Your goal →
Lines from the beginning of the data below through the one containing "let snapshot = state.snapshot_rx.borrow().clone();" are to be printed exactly as they appear.

☆ ☆ ☆ ☆ ☆

pub mod protocol;
pub mod types;

#[cfg(test)]
pub mod fake;

use crate::errors::ClientResult;
use futures_util::future::BoxFuture;
use types::{PricingRequest, PricingResult};

/// Anything that can price a single request. The dispatcher and the grid
/// depend on this seam, never on a concrete connection.
/// Send + Sync required for use across tokio tasks.
pub trait Pricer: Send + Sync + 'static {
    fn price(&self, request: PricingRequest) -> BoxFuture<'_, ClientResult<PricingResult>>;
}
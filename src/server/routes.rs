use crate::grid::accumulator::GridAccumulator;
use crate::pricing::types::PricingParameters;
use crate::state::{AppState, DeskSnapshot};
use axum::extract::State;
use axum::http::StatusCode;
use axum::response::Json;
use std::sync::Arc;

/// GET /api/state -- current desk snapshot (from watch channel, no lock)
pub async fn get_state(
    State(state): State<Arc<AppState>>,
) -> Json<DeskSnapshot> {
    let snapshot = state.snapshot_rx.borrow().clone();
    Json(snapshot)
}

/// GET /api/grid -- heatmap of the current generation
pub async fn get_grid(
    State(state): State<Arc<AppState>>,
) -> Json<GridAccumulator> {
    let grid = state.snapshot_rx.borrow().grid.clone();
    Json(grid)
}

/// POST /api/params -- one raw parameter edit, debounced by the dispatcher
pub async fn post_params(
    State(state): State<Arc<AppState>>,
    Json(params): Json<PricingParameters>,
) -> (StatusCode, Json<serde_json::Value>) {
    if state.submit_edit(params).await {
        (StatusCode::ACCEPTED, Json(serde_json::json!({ "accepted": true })))
    } else {
        (
            StatusCode::SERVICE_UNAVAILABLE,
            Json(serde_json::json!({ "accepted": false, "error": "dispatcher stopped" })),
        )
    }
}

/// GET /api/counters -- performance counters (lock-free reads)
pub async fn get_counters(
    State(state): State<Arc<AppState>>,
) -> Json<serde_json::Value> {
    use portable_atomic::Ordering::Relaxed;
    Json(serde_json::json!({
        "connection": state.client.connection_state(),
        "correlation_mode": state.config.correlation_mode,
        "edits_received": state.counters.edits_received.load(Relaxed),
        "settles_priced": state.counters.settles_priced.load(Relaxed),
        "settles_failed": state.counters.settles_failed.load(Relaxed),
        "grid_runs": state.counters.grid_runs.load(Relaxed),
        "grid_cells": state.counters.grid_cells.load(Relaxed),
        "stale_cells_dropped": state.counters.stale_cells_dropped.load(Relaxed),
        "ws_messages_sent": state.counters.ws_messages_sent.load(Relaxed),
        "client": state.client.counters().to_json(),
    }))
}
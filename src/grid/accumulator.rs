use super::axes::GridAxes;
use crate::pricing::types::{ContractSide, GridCell, PricingParameters};

/// Heatmap results for one parameter generation. Cells tagged with any other
/// generation are discarded, so a superseded sweep cannot leak into the
/// current one.
#[derive(Debug, Clone, Default, serde::Serialize)]
pub struct GridAccumulator {
    pub generation: u64,
    pub params: Option<PricingParameters>,
    pub axes: GridAxes,
    pub call: Vec<GridCell>,
    pub put: Vec<GridCell>,
}

impl GridAccumulator {
    pub fn new() -> Self {
        Self::default()
    }

    /// Starts accumulating for a new generation, dropping everything before.
    pub fn begin(&mut self, generation: u64, params: PricingParameters, axes: GridAxes) {
        let capacity = axes.len();
        self.generation = generation;
        self.params = Some(params);
        self.axes = axes;
        self.call = Vec::with_capacity(capacity);
        self.put = Vec::with_capacity(capacity);
    }

    /// Records a cell. Returns false when the cell belongs to a stale generation.
    pub fn accept(&mut self, generation: u64, side: ContractSide, cell: GridCell) -> bool {
        if generation != self.generation || self.params.is_none() {
            return false;
        }
        let cells = match side {
            ContractSide::Call => &mut self.call,
            ContractSide::Put => &mut self.put,
        };
        match cells
            .iter_mut()
            .find(|c| c.spot == cell.spot && c.volatility == cell.volatility)
        {
            Some(existing) => *existing = cell,
            None => cells.push(cell),
        }
        true
    }

    #[inline]
    pub fn cells(&self, side: ContractSide) -> &[GridCell] {
        match side {
            ContractSide::Call => &self.call,
            ContractSide::Put => &self.put,
        }
    }

    #[inline]
    pub fn expected(&self) -> usize {
        self.axes.len()
    }

    pub fn is_complete(&self) -> bool {
        self.params.is_some()
            && self.call.len() == self.expected()
            && self.put.len() == self.expected()
    }

    /// Cells the server could not price.
    pub fn unknown(&self, side: ContractSide) -> usize {
        self.cells(side).iter().filter(|c| c.price.is_none()).count()
    }
}
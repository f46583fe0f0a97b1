//! S3 Helper Module
//!
//! This module provides the object store used for the final upload.
//! Uploads go through the `ObjectStore` trait; `S3Helper` implements it for
//! any S3-compatible service:
//! - Google Cloud Storage (XML API interoperability, HMAC keys)
//! - AWS S3
//! - Backblaze B2
//! - Cloudflare R2
//! - Any other S3-compatible service

use anyhow::{Context, Result, bail};
use async_trait::async_trait;
use aws_config::meta::region::RegionProviderChain;
use aws_config::BehaviorVersion;
use aws_sdk_s3::config::{Credentials, Region};
use aws_sdk_s3::primitives::ByteStream;
use aws_sdk_s3::Client as S3Client;
use bytes::Bytes;
use tracing::{debug, info, warn};

use crate::config::StorageConfig;

/// Google Cloud Storage XML API endpoint
pub const GCS_ENDPOINT: &str = "https://storage.googleapis.com";

/// Anything able to store an object under a bucket and key
#[async_trait]
pub trait ObjectStore: Send + Sync {
    /// Create or overwrite `bucket/key`, returning the object's ETag
    async fn put_object(
        &self,
        bucket: &str,
        key: &str,
        data: Bytes,
        content_type: &str,
    ) -> Result<String>;
}

/// S3 provider types
#[derive(Debug, Clone, Copy, PartialEq, Eq)]
pub enum S3Provider {
    /// Google Cloud Storage through its S3-compatible API
    GoogleCloudStorage,
    /// Amazon Web Services S3
    AwsS3,
    /// Backblaze B2
    BackblazeB2,
    /// Cloudflare R2
    CloudflareR2,
    /// Generic S3-compatible service
    Generic,
}

impl S3Provider {
    /// Parse provider from string
    pub fn from_str(s: &str) -> Self {
        match s.to_lowercase().as_str() {
            "gcs" | "gcp" | "google" | "google-cloud-storage" => S3Provider::GoogleCloudStorage,
            "aws" | "s3" | "aws-s3" => S3Provider::AwsS3,
            "b2" | "backblaze" | "backblaze-b2" => S3Provider::BackblazeB2,
            "r2" | "cloudflare" | "cloudflare-r2" => S3Provider::CloudflareR2,
            _ => S3Provider::Generic,
        }
    }

    fn default_region(&self) -> &'static str {
        match self {
            S3Provider::GoogleCloudStorage => "auto",
            S3Provider::AwsS3 => "us-east-1",
            S3Provider::BackblazeB2 => "us-west-002",
            S3Provider::CloudflareR2 => "auto",
            S3Provider::Generic => "us-east-1",
        }
    }
}

/// Resolved connection settings for a provider
#[derive(Debug, Clone, PartialEq, Eq)]
pub struct Endpoint {
    pub region: String,
    pub url: Option<String>,
    pub force_path_style: bool,
}

/// Work out region, endpoint and addressing style from the config
pub fn resolve_endpoint(config: &StorageConfig) -> Result<Endpoint> {
    let provider = S3Provider::from_str(&config.provider);

    let region = config
        .region
        .clone()
        .unwrap_or_else(|| provider.default_region().to_string());

    if let Some(endpoint) = &config.endpoint {
        return Ok(Endpoint {
            region,
            url: Some(endpoint.clone()),
            force_path_style: config.force_path_style.unwrap_or(true),
        });
    }

    match provider {
        S3Provider::GoogleCloudStorage => Ok(Endpoint {
            region,
            url: Some(GCS_ENDPOINT.to_string()),
            force_path_style: config.force_path_style.unwrap_or(true),
        }),
        // AWS S3 uses virtual-hosted-style by default
        S3Provider::AwsS3 => Ok(Endpoint {
            region,
            url: None,
            force_path_style: config.force_path_style.unwrap_or(false),
        }),
        S3Provider::BackblazeB2 => {
            bail!("Backblaze B2 requires an endpoint URL (e.g., https://s3.us-west-002.backblazeb2.com)")
        }
        S3Provider::CloudflareR2 => {
            bail!("Cloudflare R2 requires an endpoint URL (e.g., https://<account-id>.r2.cloudflarestorage.com)")
        }
        S3Provider::Generic => {
            warn!("Generic S3 provider without endpoint - will use AWS S3");
            Ok(Endpoint {
                region,
                url: None,
                force_path_style: config.force_path_style.unwrap_or(false),
            })
        }
    }
}

/// GCS over the S3 API only accepts HMAC keys; the default credential
/// chain never finds Google application default credentials.
pub fn gcs_without_hmac_keys(config: &StorageConfig) -> bool {
    S3Provider::from_str(&config.provider) == S3Provider::GoogleCloudStorage
        && (config.access_key_id.is_none() || config.secret_access_key.is_none())
}

/// S3-compatible storage client
pub struct S3Helper {
    client: S3Client,
}

impl S3Helper {
    /// Create a new S3Helper instance
    ///
    /// Uses the configured access keys when both are present, otherwise the
    /// default credential chain (environment, profile, instance metadata).
    pub async fn new(config: &StorageConfig) -> Result<Self> {
        let client = Self::create_client(config)
            .await
            .context("Failed to create S3 client")?;

        Ok(Self { client })
    }

    async fn create_client(config: &StorageConfig) -> Result<S3Client> {
        let endpoint = resolve_endpoint(config)?;

        let region_provider = RegionProviderChain::first_try(Region::new(endpoint.region.clone()));

        let mut loader = aws_config::defaults(BehaviorVersion::latest()).region(region_provider);

        match (&config.access_key_id, &config.secret_access_key) {
            (Some(access_key_id), Some(secret_access_key)) => {
                let credentials = Credentials::new(
                    access_key_id,
                    secret_access_key,
                    None,  // session token
                    None,  // expiration
                    "custom"  // provider name
                );
                loader = loader.credentials_provider(credentials);
            }
            (None, None) => {
                if gcs_without_hmac_keys(config) && std::env::var_os("AWS_ACCESS_KEY_ID").is_none() {
                    warn!(
                        "Provider gcs has no HMAC keys configured; set storage.access_key_id/secret_access_key \
                         or AWS_ACCESS_KEY_ID/AWS_SECRET_ACCESS_KEY, uploads will fail otherwise"
                    );
                }
                debug!("No static keys configured, using default credential chain");
            }
            _ => bail!("access_key_id and secret_access_key must be set together"),
        }

        let aws_config = loader.load().await;

        let mut s3_config_builder = aws_sdk_s3::config::Builder::from(&aws_config)
            .force_path_style(endpoint.force_path_style);

        if let Some(url) = &endpoint.url {
            s3_config_builder = s3_config_builder.endpoint_url(url);
        }

        info!(
            "S3 client ready (provider: {}, region: {}, endpoint: {})",
            config.provider,
            endpoint.region,
            endpoint.url.as_deref().unwrap_or("default")
        );

        Ok(S3Client::from_conf(s3_config_builder.build()))
    }
}

#[async_trait]
impl ObjectStore for S3Helper {
    async fn put_object(
        &self,
        bucket: &str,
        key: &str,
        data: Bytes,
        content_type: &str,
    ) -> Result<String> {
        info!("Uploading {} bytes to s3://{}/{}", data.len(), bucket, key);

        let response = self.client
            .put_object()
            .bucket(bucket)
            .key(key)
            .content_type(content_type)
            .body(ByteStream::from(data))
            .send()
            .await
            .context(format!("Failed to upload object to s3://{}/{}", bucket, key))?;

        let etag = response.e_tag()
            .unwrap_or("unknown")
            .to_string();

        info!("Successfully uploaded {} (ETag: {})", key, etag);
        Ok(etag)
    }
}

☆ ☆ ☆ ☆ ☆

Result of the task →
pub mod protocol;
pub mod types;

#[cfg(test)]
pub mod fake;

use crate::errors::ClientResult;
use futures_util::future::BoxFuture;
use types::{PricingRequest, PricingResult};

/// Anything that can price a single request. The dispatcher and the grid
/// depend on this seam, never on a concrete connection.
/// Send + Sync required for use across tokio tasks.
pub trait Pricer: Send + Sync + 'static {
    fn price(&self, request: PricingRequest) -> BoxFuture<'_, ClientResult<PricingResult>>;
}
filename src/server/routes.rs
use crate::grid::accumulator::GridAccumulator;
use crate::pricing::types::PricingParameters;
use crate::state::{AppState, DeskSnapshot};
use axum::extract::State;
use axum::http::StatusCode;
use axum::response::Json;
use std::sync::Arc;

/// GET /api/state -- current desk snapshot (from watch channel, no lock)
pub async fn get_state(
    State(state): State<Arc<AppState>>,
) -> Json<DeskSnapshot> {
    let snapshot = state.snapshot_rx.borrow().clone();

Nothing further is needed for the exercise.